Records excerpted from a collection
/---

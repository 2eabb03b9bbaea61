//! Extraction settings.
//!
//! Every heuristic constant used by the resolvers lives in [`ExtractConfig`].
//! [`Settings`] bundles it with the [`FetchConfig`] and can be read from a
//! TOML file:
//!
//! ```toml
//! [extract]
//! min_content_chars = 200
//! date_class_hints = ["date"]
//! date_locale = "en"
//!
//! [fetch]
//! timeout = 10
//! ```

use std::fs;
use std::path::{Path, PathBuf};

use serde::{Deserialize, Serialize};

use crate::content::ParagraphThresholds;
use crate::date::{DateLocale, DateTier, date_tiers};
use crate::fetch::FetchConfig;
use crate::{LedeError, Result};

/// Configuration for the extraction pass.
///
/// # Example
///
/// ```rust
/// use lede_core::ExtractConfig;
///
/// let config = ExtractConfig::builder()
///     .min_content_chars(250)
///     .fallback_paragraph_chars(80)
///     .build();
/// assert_eq!(config.container_paragraph_chars, 20);
/// ```
#[derive(Debug, Clone, PartialEq, Eq, Serialize, Deserialize)]
#[serde(default)]
pub struct ExtractConfig {
    /// Minimum trimmed body length for a successful extraction (default: 100).
    pub min_content_chars: usize,

    /// Paragraphs inside a known container must exceed this length (default: 20).
    pub container_paragraph_chars: usize,

    /// Paragraphs found by the document-wide fallback must exceed this length (default: 50).
    pub fallback_paragraph_chars: usize,

    /// Class-name substrings that mark free-text date candidates (default: `["date", "time"]`).
    pub date_class_hints: Vec<String>,

    /// Language of rendered dates (default: `ru`).
    pub date_locale: DateLocale,
}

impl Default for ExtractConfig {
    fn default() -> Self {
        Self {
            min_content_chars: 100,
            container_paragraph_chars: 20,
            fallback_paragraph_chars: 50,
            date_class_hints: vec!["date".to_string(), "time".to_string()],
            date_locale: DateLocale::default(),
        }
    }
}

impl ExtractConfig {
    /// Creates a new builder for ExtractConfig.
    pub fn builder() -> ExtractConfigBuilder {
        ExtractConfigBuilder::new()
    }

    pub fn paragraph_thresholds(&self) -> ParagraphThresholds {
        ParagraphThresholds { container: self.container_paragraph_chars, fallback: self.fallback_paragraph_chars }
    }

    pub fn date_tiers(&self) -> Vec<DateTier> {
        date_tiers(self.date_class_hints.as_slice())
    }
}

/// Builder for ExtractConfig.
pub struct ExtractConfigBuilder {
    config: ExtractConfig,
}

impl ExtractConfigBuilder {
    /// Creates a new builder with default values.
    pub fn new() -> Self {
        Self { config: ExtractConfig::default() }
    }

    /// Sets the minimum body length.
    pub fn min_content_chars(mut self, value: usize) -> Self {
        self.config.min_content_chars = value;
        self
    }

    /// Sets the in-container paragraph threshold.
    pub fn container_paragraph_chars(mut self, value: usize) -> Self {
        self.config.container_paragraph_chars = value;
        self
    }

    /// Sets the fallback paragraph threshold.
    pub fn fallback_paragraph_chars(mut self, value: usize) -> Self {
        self.config.fallback_paragraph_chars = value;
        self
    }

    /// Replaces the date class-name substrings.
    pub fn date_class_hints<I, S>(mut self, hints: I) -> Self
    where
        I: IntoIterator<Item = S>,
        S: Into<String>,
    {
        self.config.date_class_hints = hints.into_iter().map(Into::into).collect();
        self
    }

    /// Sets the date rendering locale.
    pub fn date_locale(mut self, value: DateLocale) -> Self {
        self.config.date_locale = value;
        self
    }

    /// Builds the config.
    pub fn build(self) -> ExtractConfig {
        self.config
    }
}

impl Default for ExtractConfigBuilder {
    fn default() -> Self {
        Self::new()
    }
}

/// File-backed settings: `[extract]` and `[fetch]` tables.
#[derive(Debug, Clone, Default, PartialEq, Eq, Serialize, Deserialize)]
#[serde(default)]
pub struct Settings {
    pub extract: ExtractConfig,
    pub fetch: FetchConfig,
}

impl Settings {
    /// `<config_dir>/lede/config.toml`, when the platform has a config directory.
    pub fn default_path() -> Option<PathBuf> {
        dirs::config_dir().map(|dir| dir.join("lede").join("config.toml"))
    }

    /// Parses settings from TOML text. Missing keys keep their defaults.
    pub fn from_toml(text: &str) -> Result<Self> {
        toml::from_str(text).map_err(|e| LedeError::Config(e.to_string()))
    }

    /// Reads settings from a file.
    pub fn load(path: &Path) -> Result<Self> {
        if !path.exists() {
            return Err(LedeError::FileNotFound(path.to_path_buf()));
        }

        let text = fs::read_to_string(path)?;
        toml::from_str(&text).map_err(|e| LedeError::Config(format!("{}: {}", path.display(), e)))
    }

    /// Reads `explicit` if given; otherwise the default location if it
    /// exists; otherwise built-in defaults.
    pub fn discover(explicit: Option<&Path>) -> Result<Self> {
        if let Some(path) = explicit {
            return Self::load(path);
        }

        match Self::default_path() {
            Some(path) if path.exists() => {
                tracing::debug!(path = %path.display(), "loading settings");
                Self::load(&path)
            }
            _ => Ok(Self::default()),
        }
    }
}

\---

» Activity
Your reply must be a faithful copy of each entry above.

» Written answer
repository 2eabb03b9bbaea61
//! Extraction settings.
//!
//! Every heuristic constant used by the resolvers lives in [`ExtractConfig`].
//! [`Settings`] bundles it with the [`FetchConfig`] and can be read from a
//! TOML file:
//!
//! ```toml
//! [extract]
//! min_content_chars = 200
//! date_class_hints = ["date"]
//! date_locale = "en"
//!
//! [fetch]
//! timeout = 10
//! ```

use std::fs;
use std::path::{Path, PathBuf};

use serde::{Deserialize, Serialize};

use crate::content::ParagraphThresholds;
use crate::date::{DateLocale, DateTier, date_tiers};
use crate::fetch::FetchConfig;
use crate::{LedeError, Result};

/// Configuration for the extraction pass.
///
/// # Example
///
/// ```rust
/// use lede_core::ExtractConfig;
///
/// let config = ExtractConfig::builder()
///     .min_content_chars(250)
///     .fallback_paragraph_chars(80)
///     .build();
/// assert_eq!(config.container_paragraph_chars, 20);
/// ```
#[derive(Debug, Clone, PartialEq, Eq, Serialize, Deserialize)]
#[serde(default)]
pub struct ExtractConfig {
    /// Minimum trimmed body length for a successful extraction (default: 100).
    pub min_content_chars: usize,

    /// Paragraphs inside a known container must exceed this length (default: 20).
    pub container_paragraph_chars: usize,

    /// Paragraphs found by the document-wide fallback must exceed this length (default: 50).
    pub fallback_paragraph_chars: usize,

    /// Class-name substrings that mark free-text date candidates (default: `["date", "time"]`).
    pub date_class_hints: Vec<String>,

    /// Language of rendered dates (default: `ru`).
    pub date_locale: DateLocale,
}

impl Default for ExtractConfig {
    fn default() -> Self {
        Self {
            min_content_chars: 100,
            container_paragraph_chars: 20,
            fallback_paragraph_chars: 50,
            date_class_hints: vec!["date".to_string(), "time".to_string()],
            date_locale: DateLocale::default(),
        }
    }
}

impl ExtractConfig {
    /// Creates a new builder for ExtractConfig.
    pub fn builder() -> ExtractConfigBuilder {
        ExtractConfigBuilder::new()
    }

    pub fn paragraph_thresholds(&self) -> ParagraphThresholds {
        ParagraphThresholds { container: self.container_paragraph_chars, fallback: self.fallback_paragraph_chars }
    }

    pub fn date_tiers(&self) -> Vec<DateTier> {
        date_tiers(self.date_class_hints.as_slice())
    }
}

/// Builder for ExtractConfig.
pub struct ExtractConfigBuilder {
    config: ExtractConfig,
}

impl ExtractConfigBuilder {
    /// Creates a new builder with default values.
    pub fn new() -> Self {
        Self { config: ExtractConfig::default() }
    }

    /// Sets the minimum body length.
    pub fn min_content_chars(mut self, value: usize) -> Self {
        self.config.min_content_chars = value;
        self
    }

    /// Sets the in-container paragraph threshold.
    pub fn container_paragraph_chars(mut self, value: usize) -> Self {
        self.config.container_paragraph_chars = value;
        self
    }

    /// Sets the fallback paragraph threshold.
    pub fn fallback_paragraph_chars(mut self, value: usize) -> Self {
        self.config.fallback_paragraph_chars = value;
        self
    }

    /// Replaces the date class-name substrings.
    pub fn date_class_hints<I, S>(mut self, hints: I) -> Self
    where
        I: IntoIterator<Item = S>,
        S: Into<String>,
    {
        self.config.date_class_hints = hints.into_iter().map(Into::into).collect();
        self
    }

    /// Sets the date rendering locale.
    pub fn date_locale(mut self, value: DateLocale) -> Self {
        self.config.date_locale = value;
        self
    }

    /// Builds the config.
    pub fn build(self) -> ExtractConfig {
        self.config
    }
}

impl Default for ExtractConfigBuilder {
    fn default() -> Self {
        Self::new()
    }
}

/// File-backed settings: `[extract]` and `[fetch]` tables.
#[derive(Debug, Clone, Default, PartialEq, Eq, Serialize, Deserialize)]
#[serde(default)]
pub struct Settings {
    pub extract: ExtractConfig,
    pub fetch: FetchConfig,
}

impl Settings {
    /// `<config_dir>/lede/config.toml`, when the platform has a config directory.
    pub fn default_path() -> Option<PathBuf> {
        dirs::config_dir().map(|dir| dir.join("lede").join("config.toml"))
    }

    /// Parses settings from TOML text. Missing keys keep their defaults.
    pub fn from_toml(text: &str) -> Result<Self> {
        toml::from_str(text).map_err(|e| LedeError::Config(e.to_string()))
    }

    /// Reads settings from a file.
    pub fn load(path: &Path) -> Result<Self> {
        if !path.exists() {
            return Err(LedeError::FileNotFound(path.to_path_buf()));
        }

        let text = fs::read_to_string(path)?;
        toml::from_str(&text).map_err(|e| LedeError::Config(format!("{}: {}", path.display(), e)))
    }

    /// Reads `explicit` if given; otherwise the default location if it
    /// exists; otherwise built-in defaults.
    pub fn discover(explicit: Option<&Path>) -> Result<Self> {
        if let Some(path) = explicit {
            return Self::load(path);
        }

        match Self::default_path() {
            Some(path) if path.exists() => {
                tracing::debug!(path = %path.display(), "loading settings");
                Self::load(&path)
            }
            _ => Ok(Self::default()),
        }
    }
}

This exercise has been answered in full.